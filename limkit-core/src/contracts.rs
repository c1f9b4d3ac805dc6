//! Contract listing from the schema relations endpoint.
//!
//! The relations document nests the requested symbol under the root and its
//! contracts under the symbol's first child; each contract carries a `name`
//! attribute such as `FB_2024Z`.

use crate::error::{LimError, Result};
use crate::xml::parse_document;

/// Contract names listed in a relations response, in document order.
pub fn parse_contract_list(body: &str) -> Result<Vec<String>> {
    let root = parse_document(body)?;
    let relation = root
        .children
        .first()
        .ok_or_else(|| LimError::Parse(format!("<{}> lists no relation", root.name)))?;
    let Some(children) = relation.children.first() else {
        return Ok(Vec::new());
    };

    children
        .children
        .iter()
        .map(|c| {
            c.attr("name")
                .map(String::from)
                .ok_or_else(|| LimError::Parse(format!("<{}> has no name attribute", c.name)))
        })
        .collect()
}

/// Monthly contracts carry four digits followed by a word character (`2024Z`).
pub fn is_monthly_contract(name: &str) -> bool {
    let bytes = name.as_bytes();
    bytes.windows(5).any(|w| {
        w[..4].iter().all(u8::is_ascii_digit) && (w[4].is_ascii_alphanumeric() || w[4] == b'_')
    })
}

/// Year encoded in the last `_` segment, e.g. `FB_2024Z` → 2024.
pub fn contract_year(name: &str) -> Option<i32> {
    let tail = name.rsplit('_').next()?;
    tail.get(..4)?.parse().ok()
}

/// Contracts whose year lies within `[start_year, end_year]`.
pub fn filter_by_year(contracts: &[String], start_year: i32, end_year: i32) -> Vec<String> {
    contracts
        .iter()
        .filter(|c| contract_year(c).is_some_and(|y| (start_year..=end_year).contains(&y)))
        .cloned()
        .collect()
}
☆ ☆ ☆ ☆
*Your objective*
The expected answer is each line of the records above that includes the string "from".

*Solved problem*
//! Contract listing from the schema relations endpoint.
                .map(String::from)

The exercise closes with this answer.